LONDON (Reuters) - Big miners such as Rio Tinto can slash exploration spending and still make valuable finds but they must resist the temptation to stop searching entirely or they will pay later, the company's head of exploration said.
The secret of successful exploration on a budget, according to Rio's Stephen McIntosh, is prioritisation and planning.
"If something is not making it, we will get out quickly or divest that opportunity, so we can reinvest into something that will be of value to Rio Tinto," McIntosh said.
Total withdrawal from exploration - attractive as it has no impact on current production - could hit earnings in decades to come especially at a time when smaller explorers and miners cannot raise cash to fill the gap left by big players.
"If you stop your most fundamental greenfield exploration, for the majors you won't miss it for a very long time. But you will wake up one day, want to the go to the cupboard of future options and find it a little bit bare," McIntosh said in a telephone interview from Singapore.
Cutting exploration, has proved an easy win for miners under pressure, as prices and demand cool, to reduce costs that ballooned during the boom years.
Exploration typically requires little committed spending, staff can be easily moved and cuts have little immediate impact.
A project can take two decades to develop from the idea of entering a country, to a decision on whether to begin mining.
Virtually all miners have cut back - including Rio, which uncovered giant deposits from Peru to Guinea in the last decade but more than halved spending on exploration in the first half of this year.
It cut $483 million of exploration and evaluation costs in the first six months - more than half its 2013 reduction target - and slowed work at projects including U.S. copper mine Resolution.
McIntosh, a veteran of almost three decades who has worked in 45 countries, said less cash now may not mean fewer finds.
"One of our experiences from the 1980s and 1990s is that when you have a lot of money to invest, people tend to get busy but they are not necessarily busy being successful," he said.
PRIORITISE AND PLAN
"It is much more about how you prioritise and plan."
During the boom years, when miners were chasing volumes at all cost, Rio increased its exploration spending at a fraction of the average rate in the industry.
According to McIntosh, Rio's spending rose 2.5 times between 2004 and 2012, compared with a nine-fold industry-wide increase.
He put that down to an exploration plan, linked to Rio's strategic priorities, that treats its options like a pharmaceutical company would treat its research and development portfolio. Every project phase is separated by a "gate", or a decision on whether it should continue.
Cutbacks so far, he said, have been largely covered by lower prices for outside services and contractors, which have cooled alongside metals demand, as big and small miners ret1reat.
HITTING PAY DIRT
Rio, McIntosh said, has had one of the highest success rates in the industry.
Since 2002, his 500-strong team have found nine "tier one" deposits - projects that have the scale and quality to appeal to a major. These include the Simandou iron ore mine in Guinea, and Resolution, owned with BHP Billiton - both among the world's largest untapped deposits.
Rival BHP has cut virtually all exploration except for copper and oil and gas.
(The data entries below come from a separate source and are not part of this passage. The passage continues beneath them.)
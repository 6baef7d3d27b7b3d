// SPDX-License-Identifier: PMPL-1.0-or-later
// Copyright (c) 2026 Jonathan D.A. Jewell (hyperpolymath) <jonathan.jewell@open.ac.uk>
//
// Syncwerk Store: SQLite-backed local record store used on desktop, in CI,
// and as the reference implementation of the `Store` capability.

pub mod filter;
pub mod sqlite;

pub use sqlite::SqliteStore;
pub use syncwerk_core::config::DEFAULT_MAX_PREDICATE_TERMS;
Rio, though, has remained active even in iron ore - a steelmaking ingredient that already accounts for almost 90 percent of its earnings.
Most of the iron ore activity is so-called brownfield - working around an existing operation - often preferred as it is cheaper. But there is also activity outside Rio's core Australian base to keep options open.
"There is just a very small effort to make sure we don't miss a deposit that could be a game changer," McIntosh said.
Like other miners Rio has pushed into increasingly difficult regions to seek the next big deposit - and has continued despite delays and difficult negotiations over its mine in Mongolia and the 2008 revocation of part of its concession in Guinea.
McIntosh said there may be some "hidden" deposits in established locations such as Chile, for copper, that are becoming visible with new technology. But Rio will also keep an eye on developing regions.
This includes Laos, where it is moving towards a discovery, India, where it has made a diamond find, or China, where it has a venture with state-owned miner Chinalco.